My final is called “Is this sound art?”
It is a collage that combines many concepts that we learned of in class. From John Cage’s take on sound, noise, and silence to the late 20th century masters of sampling all the way to the modern day vaporwave and glitch art scene.
I was influenced by dirt style, vaporwave, plunderphonics, Ryoji Ikeda, glitch music and art, acousmatics, Christian Marclay, James Tenney, Hugo ball, Amacher, and the internet as a whole. The visual (skit) format was influenced by Forcefield and early Fluxus performances.

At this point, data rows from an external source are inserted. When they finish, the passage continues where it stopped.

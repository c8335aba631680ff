//! Axis-aligned bounding boxes for AOIs and image footprints

use crate::crs::Projection;
use crate::error::{Error, Result};
use serde::{Deserialize, Serialize};

/// A bounding box in map units of some CRS.
///
/// Serialised as `[min_x, min_y, max_x, max_y]`, the same order used by
/// rectangle geometries and STAC `bbox` fields.
#[derive(Debug, Clone, Copy, PartialEq, Serialize, Deserialize)]
#[serde(from = "[f64; 4]", into = "[f64; 4]")]
pub struct BBox {
    pub min_x: f64,
    pub min_y: f64,
    pub max_x: f64,
    pub max_y: f64,
}

impl BBox {
    pub fn new(min_x: f64, min_y: f64, max_x: f64, max_y: f64) -> Self {
        Self { min_x, min_y, max_x, max_y }
    }

    /// Checked constructor: rejects non-finite or inverted boxes
    pub fn try_new(min_x: f64, min_y: f64, max_x: f64, max_y: f64) -> Result<Self> {
        let bbox = Self::new(min_x, min_y, max_x, max_y);
        bbox.validate()?;
        Ok(bbox)
    }

    /// Fails unless all corners are finite and min < max on both axes
    pub fn validate(&self) -> Result<()> {
        let finite = [self.min_x, self.min_y, self.max_x, self.max_y]
            .iter()
            .all(|v| v.is_finite());
        if !finite || self.min_x >= self.max_x || self.min_y >= self.max_y {
            return Err(Error::InvalidParameter {
                name: "bbox",
                value: format!("{:?}", self.to_array()),
                reason: "expected finite [min_x, min_y, max_x, max_y] with min < max".into(),
            });
        }
        Ok(())
    }

    /// Build from a `(min_x, min_y, max_x, max_y)` tuple as returned by
    /// `GeoTransform::bounds`
    pub fn from_bounds(bounds: (f64, f64, f64, f64)) -> Self {
        Self::new(bounds.0, bounds.1, bounds.2, bounds.3)
    }

    pub fn to_array(&self) -> [f64; 4] {
        [self.min_x, self.min_y, self.max_x, self.max_y]
    }

    pub fn width(&self) -> f64 {
        self.max_x - self.min_x
    }

    pub fn height(&self) -> f64 {
        self.max_y - self.min_y
    }

    /// Centre point (x, y)
    pub fn center(&self) -> (f64, f64) {
        (
            (self.min_x + self.max_x) / 2.0,
            (self.min_y + self.max_y) / 2.0,
        )
    }

    /// Check if two bboxes intersect.
    pub fn intersects(&self, other: &BBox) -> bool {
        self.min_x < other.max_x
            && self.max_x > other.min_x
            && self.min_y < other.max_y
            && self.max_y > other.min_y
    }

    /// Overlap of two boxes, `None` if they do not intersect
    pub fn intersection(&self, other: &BBox) -> Option<BBox> {
        if !self.intersects(other) {
            return None;
        }
        Some(BBox::new(
            self.min_x.max(other.min_x),
            self.min_y.max(other.min_y),
            self.max_x.min(other.max_x),
            self.max_y.min(other.max_y),
        ))
    }

    /// Whether the point lies inside the box (edges inclusive)
    pub fn contains_point(&self, x: f64, y: f64) -> bool {
        x >= self.min_x && x <= self.max_x && y >= self.min_y && y <= self.max_y
    }

    /// Envelope of this box after transforming it from `from` to `to`.
    ///
    /// Each edge is sampled at `samples_per_edge` points so the curvature of
    /// the projection is captured; the result is the envelope of the samples.
    pub fn reproject(&self, from: &Projection, to: &Projection, samples_per_edge: usize) -> Option<BBox> {
        if from == to {
            return Some(*self);
        }

        let steps = samples_per_edge.max(2) - 1;
        let mut min_x = f64::INFINITY;
        let mut min_y = f64::INFINITY;
        let mut max_x = f64::NEG_INFINITY;
        let mut max_y = f64::NEG_INFINITY;

        for i in 0..=steps {
            let t = i as f64 / steps as f64;
            let x = self.min_x + t * self.width();
            let y = self.min_y + t * self.height();
            for (px, py) in [(x, self.min_y), (x, self.max_y), (self.min_x, y), (self.max_x, y)] {
                let (tx, ty) = from.transform_to(to, px, py)?;
                min_x = min_x.min(tx);
                min_y = min_y.min(ty);
                max_x = max_x.max(tx);
                max_y = max_y.max(ty);
            }
        }

        Some(BBox::new(min_x, min_y, max_x, max_y))
    }
}

impl From<[f64; 4]> for BBox {
    fn from(v: [f64; 4]) -> Self {
        BBox::new(v[0], v[1], v[2], v[3])
    }
}

impl From<BBox> for [f64; 4] {
    fn from(b: BBox) -> Self {
        b.to_array()
    }
}
//! Monthly maximum-value compositing

use crate::maybe_rayon::*;
use serde::{Deserialize, Serialize};
use verdure_core::image::{ImageCollection, RasterImage};
use verdure_core::raster::MaskedRaster;
use verdure_core::time::{month_windows, MonthWindow};
use verdure_core::{Algorithm, Error, Result};

/// Parameters for monthly compositing
#[derive(Debug, Clone, PartialEq, Eq, Serialize, Deserialize)]
pub struct CompositeParams {
    /// Calendar year of the first window
    pub year: i32,
    /// Month (1-12) of the first window
    pub start_month: u32,
    /// Number of consecutive windows
    pub month_count: usize,
    /// Band reduced by the mosaic
    pub band: String,
}

impl Default for CompositeParams {
    fn default() -> Self {
        Self {
            year: 2024,
            start_month: 1,
            month_count: 12,
            band: "NDVI".to_string(),
        }
    }
}

/// One month's composite: a single-band image stamped with the window start
#[derive(Debug, Clone)]
pub struct MonthlyComposite {
    window: MonthWindow,
    source_count: usize,
    image: RasterImage,
}

impl MonthlyComposite {
    pub fn new(window: MonthWindow, source_count: usize, band: impl Into<String>, data: MaskedRaster) -> Result<Self> {
        let image = RasterImage::new(window.label(), window.start).with_band(band, data)?;
        Ok(Self {
            window,
            source_count,
            image,
        })
    }

    pub fn window(&self) -> &MonthWindow {
        &self.window
    }

    /// Number of images that fell in the window
    pub fn source_count(&self) -> usize {
        self.source_count
    }

    pub fn image(&self) -> &RasterImage {
        &self.image
    }

    /// The composite band
    pub fn data(&self) -> &MaskedRaster {
        // Constructed with exactly one band
        self.image.bands()[0].data()
    }

    pub fn band_name(&self) -> &str {
        self.image.bands()[0].name()
    }

    /// Whether every pixel is no-data
    pub fn is_empty(&self) -> bool {
        self.data().mask().is_all_invalid()
    }

    pub fn into_image(self) -> RasterImage {
        self.image
    }

    pub fn into_data(self) -> MaskedRaster {
        let (rows, cols) = self.data().shape();
        self.image
            .into_bands()
            .into_iter()
            .next()
            .map(|b| b.into_data())
            .unwrap_or_else(|| MaskedRaster::invalid(rows, cols))
    }
}

/// Per-pixel maximum over `layers`, ignoring invalid samples.
///
/// `layers` are expected in acquisition order; on ties the earliest layer
/// wins. A pixel with no valid sample in any layer is invalid. With no
/// layers at all the result is an all-invalid raster on `template`'s grid.
pub fn quality_mosaic(layers: &[&MaskedRaster], template: &MaskedRaster) -> Result<MaskedRaster> {
    let (rows, cols) = template.shape();
    if let Some(bad) = layers.iter().find(|l| l.shape() != (rows, cols)) {
        return Err(Error::SizeMismatch {
            er: rows,
            ec: cols,
            ar: bad.rows(),
            ac: bad.cols(),
        });
    }
    if layers.is_empty() {
        return Ok(MaskedRaster::invalid_like(template.values()));
    }

    let samples: Vec<Option<f64>> = (0..rows)
        .into_par_iter()
        .flat_map(|row| {
            let mut row_data: Vec<Option<f64>> = vec![None; cols];
            for (col, best) in row_data.iter_mut().enumerate() {
                for layer in layers {
                    if let Some(v) = layer.get(row, col) {
                        if best.map_or(true, |b| v > b) {
                            *best = Some(v);
                        }
                    }
                }
            }
            row_data
        })
        .collect();

    MaskedRaster::from_options(template.values(), samples)
}

/// Composite one window from the images it selects.
///
/// Images are filtered to `window`, ordered by time and reduced with
/// [`quality_mosaic`] over `band`.
pub fn composite_window(
    images: &ImageCollection,
    window: &MonthWindow,
    band: &str,
    template: &MaskedRaster,
) -> Result<MonthlyComposite> {
    let selected = images.filter_window(window).sorted_by_time();
    let layers = selected
        .iter()
        .map(|img| img.require_band(band))
        .collect::<Result<Vec<_>>>()?;
    let data = quality_mosaic(&layers, template)?;

    if selected.is_empty() {
        tracing::debug!(month = %window.label(), "no images in window");
    }
    MonthlyComposite::new(*window, selected.len(), band, data)
}

/// Composite every window, in window order.
///
/// The grid comes from the earliest image; images on another grid are an
/// error. Windows are processed in parallel.
pub fn composite_months(images: &ImageCollection, params: &CompositeParams) -> Result<Vec<MonthlyComposite>> {
    let windows = month_windows(params.year, params.start_month, params.month_count)?;
    let ordered = images.sorted_by_time();
    let reference = ordered
        .iter()
        .next()
        .ok_or_else(|| Error::EmptyCollection("no images to composite".into()))?;
    let template = reference.require_band(&params.band)?;

    for img in ordered.iter() {
        let band = img.require_band(&params.band)?;
        if let Some(reason) = template.values().grid_mismatch(band.values()) {
            return Err(Error::GridMismatch {
                image: img.id().to_string(),
                band: params.band.clone(),
                reason,
            });
        }
    }

    windows
        .par_iter()
        .map(|window| composite_window(&ordered, window, &params.band, template))
        .collect()
}

/// Monthly compositing algorithm
#[derive(Debug, Clone, Default)]
pub struct MonthlyCompositor;

impl Algorithm for MonthlyCompositor {
    type Input = ImageCollection;
    type Output = Vec<MonthlyComposite>;
    type Params = CompositeParams;
    type Error = Error;

    fn name(&self) -> &'static str {
        "MonthlyCompositor"
    }

    fn description(&self) -> &'static str {
        "Per-pixel maximum of an index band within calendar month windows"
    }

    fn execute(&self, input: Self::Input, params: Self::Params) -> Result<Self::Output> {
        composite_months(&input, &params)
    }
}
//! # Verdure Parallel
//!
//! Execution strategies for the compositing pipeline.
//!
//! This crate provides:
//! - Row/item parallel mapping using Rayon, with a sequential mode
//! - Spatial tiling of large grids and reassembly of per-tile results

pub mod strategy;
pub mod tiled;

pub use strategy::{ParallelStrategy, ProcessingMode};
pub use tiled::{Tile, TileIterator, TileResult, TiledProcessor};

My Piece very much has a lot to do with comedy and internet/digital culture. I wanted to make something that peeked back at my life so far and all the things I enjoyed growing up with (and still do today). The video is done in skits, sort of like a “Robot Chicken” of sound art. It is called “Is This Sound Art?” because I have a sense of humor and mainly because that is a very thing I questioned myself with while making this piece. It starts with me receiving a VHS that contains a collection of my past, told through various things I’ve enjoyed throughout my life, like video games, music, internet memes, anime, tv, and movies. It begins and ends with the tape, and the video in which I am watching begins and ends with heavy distortion. I very much enjoyed working with both Premier Pro and Adobe Audition to create this project; I learned many new skills and hope to improve my editing prowess in the future. 
When creating the sound pieces, I later introduced gifs and stills that complimented what was going on, later I incorporated clips from movies and eventually one thing led to another and I was simultaneously making sound art and videos that were edited around the sounds. Through responding to one thing the other came along shortly. Most (if not all) the videos used are replaceable with other clips or stills if edited properly. The sounds created gave me a vision of the visual aspects that would better portray the very impact of what I intended the sounds to have in the first place.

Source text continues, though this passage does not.